⚡ Quick answer
Use the EOQ formula to find the optimal order size that minimizes total inventory costs: EOQ = √(2 × annual demand × order cost ÷ holding cost per unit per year).
Economic Order Quantity (EOQ)
Optimal order size minimizing ordering plus holding costs (classic square-root model).
📖 What it is
The Economic Order Quantity (EOQ) calculator helps businesses determine the optimal order size that minimizes the total costs of ordering and holding inventory. By applying this classic square-root model, companies can reduce waste and improve cash flow.
To use the EOQ calculator, you need to input your annual demand, order cost, and holding cost per unit per year. The output will provide you with the most cost-effective quantity to order, allowing for efficient inventory management.
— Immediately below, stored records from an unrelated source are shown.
#[tokio::test]
async fn test_cancel_keeps_written_rows() {
    let harness = Harness::new().await;
    let mut workflow = harness.workflow();

    workflow.select_type(ContentType::Series).unwrap();
    workflow
        .submit_metadata(show_draft(ContentType::Series, "Dark", 2))
        .await
        .unwrap();
    workflow.choose_season(season(1)).await.unwrap();
    workflow.save_episode(episode("E1"), Advance::NextEpisode).await.unwrap();

    workflow.cancel();
    assert_eq!(*workflow.state(), WorkflowState::SelectType);
    assert_eq!(workflow.seasons().count(), 0);

    assert_eq!(harness.catalog.count(Relation::Series, &[]).await.unwrap(), 1);
    assert_eq!(harness.catalog.count(Relation::Episodes, &[]).await.unwrap(), 1);

    // 取消后可以重新开始
    workflow.select_type(ContentType::Movie).unwrap();
}

#[tokio::test]
async fn test_transitions_out_of_order_are_rejected() {
    let harness = Harness::new().await;
    let mut workflow = harness.workflow();

    assert!(matches!(
        workflow.choose_season(season(1)).await,
        Err(WorkflowError::InvalidTransition { state: "select_type", .. })
    ));
    assert!(workflow.back_to_seasons().is_err());

    workflow.select_type(ContentType::Drama).unwrap();
    assert!(matches!(
        workflow.select_type(ContentType::Movie),
        Err(WorkflowError::InvalidTransition { state: "edit_metadata", .. })
    ));
}
use std::time::Duration;
use tokio::task::JoinHandle;
use tokio_util::sync::CancellationToken;

pub use crate::models::RatingStepper;

/// 长按重复触发器
///
/// Fires once on press, again after `initial_delay`, then every `interval`
/// until the returned handle is released or dropped.
#[derive(Debug, Clone, Copy)]
pub struct HoldRepeater {
    initial_delay: Duration,
    interval: Duration,
}

impl Default for HoldRepeater {
    fn default() -> Self {
        Self {
            initial_delay: Duration::from_millis(400),
            interval: Duration::from_millis(100),
        }
    }
}

impl HoldRepeater {
    pub fn new(initial_delay: Duration, interval: Duration) -> Self {
        Self {
            initial_delay,
            interval,
        }
    }

    pub fn press<F>(&self, mut action: F) -> HoldHandle
    where
        F: FnMut() + Send + 'static,
    {
        action();

        let token = CancellationToken::new();
        let cancelled = token.clone();
        let initial_delay = self.initial_delay;
        let interval = self.interval;

        let task = tokio::spawn(async move {
            tokio::select! {
                _ = cancelled.cancelled() => return,
                _ = tokio::time::sleep(initial_delay) => action(),
            }

            let start = tokio::time::Instant::now() + interval;
            let mut ticker = tokio::time::interval_at(start, interval);
            loop {
                tokio::select! {
                    _ = cancelled.cancelled() => break,
                    _ = ticker.tick() => action(),
                }
            }
        });

        HoldHandle {
            token,
            task: Some(task),
        }
    }
}

/// 长按句柄（释放即取消）
#[derive(Debug)]
pub struct HoldHandle {
    token: CancellationToken,
    task: Option<JoinHandle<()>>,
}

impl HoldHandle {
    /// Stops repeating and waits for the task to wind down.
    pub async fn release(mut self) {
        self.token.cancel();
        if let Some(task) = self.task.take() {
            let _ = task.await;
        }
    }
}

impl Drop for HoldHandle {
    fn drop(&mut self) {
        self.token.cancel();
    }
}
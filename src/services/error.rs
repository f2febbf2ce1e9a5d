// 服务层错误类型定义
//
// 每层一个错误枚举，API 层统一映射为 HTTP 状态码

use thiserror::Error;

use crate::database::GatewayError;
use crate::models::{ContentType, Relation, UnknownContentType, ValidationError};
use crate::storage::{Bucket, StorageError};

/// 上传错误
#[derive(Debug, Error)]
pub enum UploadError {
    #[error("Upload to {bucket} failed: {source}")]
    Rejected {
        bucket: Bucket,
        #[source]
        source: StorageError,
    },

    #[error("Unsupported media for {bucket}: {reason}")]
    UnsupportedMedia { bucket: Bucket, reason: String },
}

/// 时长解析错误
#[derive(Debug, Error)]
pub enum DurationDecodeError {
    #[error("ffprobe binary not available: {0}")]
    ProbeUnavailable(std::io::Error),

    #[error("ffprobe failed (exit code {exit_code:?}): {stderr}")]
    ProbeFailed {
        exit_code: Option<i32>,
        stderr: String,
    },

    #[error("Failed to parse probe output: {0}")]
    Parse(String),

    #[error("Container reports no usable duration: {0}")]
    InvalidDuration(String),

    #[error("IO error: {0}")]
    Io(#[from] std::io::Error),
}

/// 目录查询层错误
#[derive(Debug, Error)]
pub enum CatalogError {
    #[error(transparent)]
    Upload(#[from] UploadError),

    #[error(transparent)]
    DurationDecode(#[from] DurationDecodeError),

    #[error("Insert into {relation} failed: {source}")]
    Insert {
        relation: Relation,
        #[source]
        source: GatewayError,
    },

    #[error("Insert into {0} returned no rows")]
    InsertEmpty(Relation),

    #[error("Update of {relation} failed: {source}")]
    Update {
        relation: Relation,
        #[source]
        source: GatewayError,
    },

    #[error("Delete from {relation} failed: {source}")]
    Delete {
        relation: Relation,
        #[source]
        source: GatewayError,
    },

    #[error("Query on {relation} failed: {source}")]
    Query {
        relation: Relation,
        #[source]
        source: GatewayError,
    },

    #[error("Row of {relation} could not be decoded: {message}")]
    Decode { relation: Relation, message: String },

    #[error("{relation} row {id} not found")]
    NotFound { relation: Relation, id: i64 },

    #[error(transparent)]
    UnknownContentType(#[from] UnknownContentType),

    #[error(transparent)]
    Validation(#[from] ValidationError),
}

impl CatalogError {
    /// Whether the underlying gateway failure may succeed on retry.
    pub fn is_retryable(&self) -> bool {
        match self {
            CatalogError::Insert { source, .. }
            | CatalogError::Update { source, .. }
            | CatalogError::Delete { source, .. }
            | CatalogError::Query { source, .. } => source.is_retryable(),
            _ => false,
        }
    }
}

/// 工作流错误（失败时状态不变）
#[derive(Debug, Error)]
pub enum WorkflowError {
    #[error("Cannot {action} while in {state}")]
    InvalidTransition {
        state: &'static str,
        action: &'static str,
    },

    #[error("Form is for {got} but the workflow is authoring {expected}")]
    FormMismatch { expected: ContentType, got: ContentType },

    #[error("Required file missing: {0}")]
    MissingFile(&'static str),

    #[error("{unit} {requested} is outside 1..={declared}")]
    SeasonOutOfRange {
        unit: &'static str,
        requested: u32,
        declared: u32,
    },

    #[error("Episode {requested} is outside 1..={max}")]
    EpisodeOutOfRange { requested: u32, max: u32 },

    #[error("Cannot finish: {unit} {missing:?} still have no episodes")]
    SeasonsIncomplete {
        unit: &'static str,
        missing: Vec<u32>,
    },

    #[error(transparent)]
    Validation(#[from] ValidationError),

    #[error(transparent)]
    Catalog(#[from] CatalogError),
}

impl From<UploadError> for WorkflowError {
    fn from(err: UploadError) -> Self {
        WorkflowError::Catalog(CatalogError::Upload(err))
    }
}

impl From<DurationDecodeError> for WorkflowError {
    fn from(err: DurationDecodeError) -> Self {
        WorkflowError::Catalog(CatalogError::DurationDecode(err))
    }
}

/// 认证错误
#[derive(Debug, Error)]
pub enum AuthError {
    #[error("Invalid email address: {0}")]
    InvalidEmail(String),

    #[error("Password must be at least {0} characters")]
    WeakPassword(usize),

    #[error("Auth service rejected the request ({status}): {message}")]
    Rejected { status: u16, message: String },

    #[error("No user is signed in")]
    NotSignedIn,

    #[error("Authentication is not configured for the {0} backend")]
    Unavailable(&'static str),

    #[error(transparent)]
    Gateway(#[from] GatewayError),
}

impl From<reqwest::Error> for AuthError {
    fn from(err: reqwest::Error) -> Self {
        AuthError::Gateway(GatewayError::from(err))
    }
}
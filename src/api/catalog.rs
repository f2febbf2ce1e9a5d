use axum::{
    extract::{Path, Query, State},
    response::IntoResponse,
};
use serde::Deserialize;

use super::error::{ApiError, ApiResult};
use super::response::{success, ApiResponse};
use super::{AppState, BearerToken};
use crate::models::ContentType;
use crate::services::BrowseQuery;

#[derive(Debug, Deserialize)]
pub struct BrowseParams {
    pub letter: Option<String>,
    pub page: Option<u64>,
}

#[derive(Debug, Deserialize)]
pub struct SearchParams {
    #[serde(default)]
    pub q: String,
}

/// 首字母参数：单个字母，统一大写
fn parse_letter(raw: Option<String>) -> ApiResult<Option<char>> {
    let Some(raw) = raw.filter(|s| !s.trim().is_empty()) else {
        return Ok(None);
    };
    let mut chars = raw.trim().chars();
    match (chars.next(), chars.next()) {
        (Some(c), None) if c.is_alphanumeric() => Ok(c.to_uppercase().next()),
        _ => Err(ApiError::BadRequest(format!("Invalid letter filter: {}", raw))),
    }
}

/// 内容类型注册表
pub async fn list_types() -> impl IntoResponse {
    let descriptors: Vec<_> = ContentType::ALL.iter().map(|k| k.descriptor()).collect();
    success(descriptors)
}

/// 按类型浏览（首字母 + 分页）
pub async fn browse(
    Path(kind): Path<String>,
    Query(params): Query<BrowseParams>,
    State(state): State<AppState>,
    token: BearerToken,
) -> ApiResult<impl IntoResponse> {
    let kind: ContentType = kind.parse()?;
    let query = BrowseQuery {
        letter: parse_letter(params.letter)?,
        page: params.page.unwrap_or(1),
        dorama: kind.dorama_flag(),
    };

    let catalog = state.gateways.catalog(&token.context());
    let page = catalog.browse(kind.relation(), &query).await?;
    Ok(success(page))
}

pub async fn search_type(
    Path(kind): Path<String>,
    Query(params): Query<SearchParams>,
    State(state): State<AppState>,
    token: BearerToken,
) -> ApiResult<impl IntoResponse> {
    let kind: ContentType = kind.parse()?;
    let catalog = state.gateways.catalog(&token.context());
    let titles = catalog.search_titles(kind, &params.q).await?;
    Ok(success(titles))
}

/// 全局搜索
pub async fn search_all(
    Query(params): Query<SearchParams>,
    State(state): State<AppState>,
    token: BearerToken,
) -> ApiResult<impl IntoResponse> {
    if params.q.trim().is_empty() {
        return Err(ApiError::Validation("Search query cannot be empty".to_string()));
    }
    let catalog = state.gateways.catalog(&token.context());
    let titles = catalog.search_all(&params.q).await?;
    Ok(success(titles))
}

/// 作品详情（含季和单集）
pub async fn get_details(
    Path((kind, id)): Path<(String, i64)>,
    State(state): State<AppState>,
    token: BearerToken,
) -> ApiResult<impl IntoResponse> {
    let kind: ContentType = kind.parse()?;
    let catalog = state.gateways.catalog(&token.context());
    let details = catalog.get_content_details(id, kind).await?;
    Ok(success(details))
}

pub async fn delete_title(
    Path((kind, id)): Path<(String, i64)>,
    State(state): State<AppState>,
    token: BearerToken,
) -> ApiResult<impl IntoResponse> {
    let kind: ContentType = kind.parse()?;
    let catalog = state.gateways.catalog(&token.context());
    let report = catalog.delete_title(kind, id).await?;

    tracing::info!("Deleted {} {} ({} rows)", kind, id, report.total());
    Ok(ApiResponse::success_with_message(
        report,
        format!("Deleted {} rows", report.total()),
    ))
}
use async_trait::async_trait;
use serde::Deserialize;
use serde_json::{json, Value};

use super::{error_body, SupabaseClient};
use crate::services::{AuthClient, AuthError, Session, User};

/// GoTrue 认证客户端
#[derive(Clone)]
pub struct SupabaseAuth {
    client: SupabaseClient,
}

#[derive(Debug, Deserialize)]
struct TokenResponse {
    access_token: String,
    refresh_token: Option<String>,
    expires_at: Option<i64>,
    expires_in: Option<i64>,
    user: User,
}

impl From<TokenResponse> for Session {
    fn from(token: TokenResponse) -> Self {
        let expires_at = token.expires_at.or_else(|| {
            token
                .expires_in
                .map(|secs| chrono::Utc::now().timestamp() + secs)
        });
        Session {
            access_token: token.access_token,
            refresh_token: token.refresh_token,
            expires_at,
            user: token.user,
        }
    }
}

impl SupabaseAuth {
    pub fn new(client: SupabaseClient) -> Self {
        Self { client }
    }

    async fn send(&self, request: reqwest::RequestBuilder) -> Result<reqwest::Response, AuthError> {
        let response = request.send().await?;
        if !response.status().is_success() {
            let (status, message) = error_body(response).await;
            return Err(AuthError::Rejected { status, message });
        }
        Ok(response)
    }
}

#[async_trait]
impl AuthClient for SupabaseAuth {
    async fn sign_up(&self, email: &str, password: &str) -> Result<Option<Session>, AuthError> {
        let request = self
            .client
            .authorize(self.client.http().post(self.client.auth_url("signup")), None)
            .json(&json!({ "email": email, "password": password }));
        let body: Value = self.send(request).await?.json().await?;

        // Without auto-confirm GoTrue answers with the bare user.
        if body.get("access_token").is_none() {
            return Ok(None);
        }
        let token: TokenResponse = serde_json::from_value(body)
            .map_err(|e| AuthError::Gateway(e.into()))?;
        Ok(Some(token.into()))
    }

    async fn sign_in(&self, email: &str, password: &str) -> Result<Session, AuthError> {
        let request = self
            .client
            .authorize(self.client.http().post(self.client.auth_url("token")), None)
            .query(&[("grant_type", "password")])
            .json(&json!({ "email": email, "password": password }));
        let token: TokenResponse = self.send(request).await?.json().await?;
        Ok(token.into())
    }

    async fn sign_out(&self, access_token: &str) -> Result<(), AuthError> {
        let request = self.client.authorize(
            self.client.http().post(self.client.auth_url("logout")),
            Some(access_token),
        );
        self.send(request).await?;
        Ok(())
    }

    async fn recover(&self, email: &str) -> Result<(), AuthError> {
        let request = self
            .client
            .authorize(self.client.http().post(self.client.auth_url("recover")), None)
            .json(&json!({ "email": email }));
        self.send(request).await?;
        Ok(())
    }

    async fn update_password(&self, access_token: &str, password: &str) -> Result<User, AuthError> {
        let request = self
            .client
            .authorize(
                self.client.http().put(self.client.auth_url("user")),
                Some(access_token),
            )
            .json(&json!({ "password": password }));
        Ok(self.send(request).await?.json().await?)
    }

    async fn get_user(&self, access_token: &str) -> Result<User, AuthError> {
        let request = self.client.authorize(
            self.client.http().get(self.client.auth_url("user")),
            Some(access_token),
        );
        Ok(self.send(request).await?.json().await?)
    }
}
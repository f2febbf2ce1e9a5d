// 集成测试共用的装置：内存数据库 + 临时目录存储 + 固定时长探测器

#![allow(dead_code)]

use async_trait::async_trait;
use image::{DynamicImage, ImageFormat};
use std::io::Cursor;
use std::path::Path;
use std::sync::Arc;
use tempfile::TempDir;

use jumpflix_backend::database::Database;
use jumpflix_backend::models::MediaFile;
use jumpflix_backend::services::{
    AuthoringWorkflow, CatalogService, DurationDecodeError, DurationProbe, MediaUploader,
};
use jumpflix_backend::storage::{Bucket, LocalObjectStore, ObjectStore, StorageError};

pub const BASE_URL: &str = "http://localhost:3000";

/// Reports the same duration for every file, except `corrupt*` files (no
/// readable container) and `blank*` files (NaN duration).
pub struct FixedProbe(pub f64);

#[async_trait]
impl DurationProbe for FixedProbe {
    async fn probe_seconds(&self, file: &MediaFile) -> Result<f64, DurationDecodeError> {
        if file.file_name.starts_with("corrupt") {
            return Err(DurationDecodeError::ProbeFailed {
                exit_code: Some(1),
                stderr: "moov atom not found".to_string(),
            });
        }
        if file.file_name.starts_with("blank") {
            return Ok(f64::NAN);
        }
        Ok(self.0)
    }
}

/// Local store that rejects everything sent to one bucket.
pub struct FailingStore {
    pub inner: LocalObjectStore,
    pub failing: Bucket,
}

#[async_trait]
impl ObjectStore for FailingStore {
    fn backend_name(&self) -> &'static str {
        "failing"
    }

    async fn put(
        &self,
        bucket: Bucket,
        key: &str,
        bytes: Vec<u8>,
        content_type: &str,
    ) -> Result<(), StorageError> {
        if bucket == self.failing {
            return Err(StorageError::Http {
                status: 500,
                message: "storage unavailable".to_string(),
            });
        }
        self.inner.put(bucket, key, bytes, content_type).await
    }

    fn public_url(&self, bucket: Bucket, key: &str) -> String {
        self.inner.public_url(bucket, key)
    }
}

pub struct Harness {
    pub database: Database,
    pub catalog: CatalogService,
    pub uploader: MediaUploader,
    pub probe: Arc<dyn DurationProbe>,
    pub storage: TempDir,
}

impl Harness {
    pub async fn new() -> Self {
        let storage = tempfile::tempdir().unwrap();
        let store = LocalObjectStore::new(storage.path(), BASE_URL);
        Self::with_store(storage, Arc::new(store)).await
    }

    /// Uploads to `bucket` fail with HTTP 500.
    pub async fn failing_on(bucket: Bucket) -> Self {
        let storage = tempfile::tempdir().unwrap();
        let store = FailingStore {
            inner: LocalObjectStore::new(storage.path(), BASE_URL),
            failing: bucket,
        };
        Self::with_store(storage, Arc::new(store)).await
    }

    async fn with_store(storage: TempDir, store: Arc<dyn ObjectStore>) -> Self {
        let database = Database::in_memory().await.unwrap();
        let catalog = CatalogService::new(Arc::new(database.row_store()));

        Self {
            database,
            catalog,
            uploader: MediaUploader::new(store),
            probe: Arc::new(FixedProbe(125.0)),
            storage,
        }
    }

    pub fn workflow(&self) -> AuthoringWorkflow {
        AuthoringWorkflow::new(self.catalog.clone(), self.uploader.clone(), self.probe.clone())
    }

    /// Number of files written to the storage directory.
    pub fn stored_files(&self) -> usize {
        fn walk(dir: &Path) -> usize {
            std::fs::read_dir(dir)
                .map(|entries| {
                    entries
                        .flatten()
                        .map(|entry| {
                            let path = entry.path();
                            if path.is_dir() {
                                walk(&path)
                            } else {
                                1
                            }
                        })
                        .sum()
                })
                .unwrap_or(0)
        }
        walk(self.storage.path())
    }
}

pub fn png(name: &str) -> MediaFile {
    let img = DynamicImage::ImageRgb8(image::RgbImage::from_pixel(2, 2, image::Rgb([0, 128, 255])));
    let mut buffer = Vec::new();
    img.write_to(&mut Cursor::new(&mut buffer), ImageFormat::Png)
        .unwrap();
    MediaFile::new(name, buffer)
}

pub fn mp4(name: &str) -> MediaFile {
    MediaFile::new(name, b"\x00\x00\x00\x18ftypmp42fake video payload".to_vec())
}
It’s important to remember that this model assumes constant demand and costs, and it may not be suitable if you experience frequent stockouts or have fluctuating demand. Additionally, make sure to use annual figures for demand to avoid inaccuracies.
How to use
- Identify your annual demand for the product.
- Determine the cost of placing an order.
- Calculate the holding cost per unit per year.
- Plug these values into the EOQ formula.
- Calculate the square root to find the EOQ.
📐 Formulas
- EOQ Formula—EOQ = √(2 × annual demand × order cost ÷ holding cost per unit per year)
- Total Cost Calculation—Total Cost = (Order Cost × (Annual Demand ÷ EOQ)) + (Holding Cost × (EOQ ÷ 2))
💡 Example
For an annual demand of 10,000 units,
Order cost is $50,
and holding cost is $2 per unit per year,
The EOQ is calculated as follows:
EOQ ≈ √(2 × 10,000 × 50 ÷ 2) ≈ 707 units.
Real-life examples
Example for Electronics Retailer
An electronics retailer has an annual demand of 20,000 units, an order cost of $100, and a holding cost of $5 per unit. EOQ ≈ √(2 × 20000 × 100 ÷ 5) ≈ 400 units.
Example for Grocery Store
A grocery store has an annual demand of 15,000 units, an order cost of $30, and a holding cost of $1 per unit. EOQ ≈ √(2 × 15000 × 30 ÷ 1) ≈ 300 units.
Scenario comparison
- High Demand vs Low Demand—High demand results in a larger EOQ, reducing order frequency but increasing holding costs, while low demand leads to smaller orders with potentially higher order frequency.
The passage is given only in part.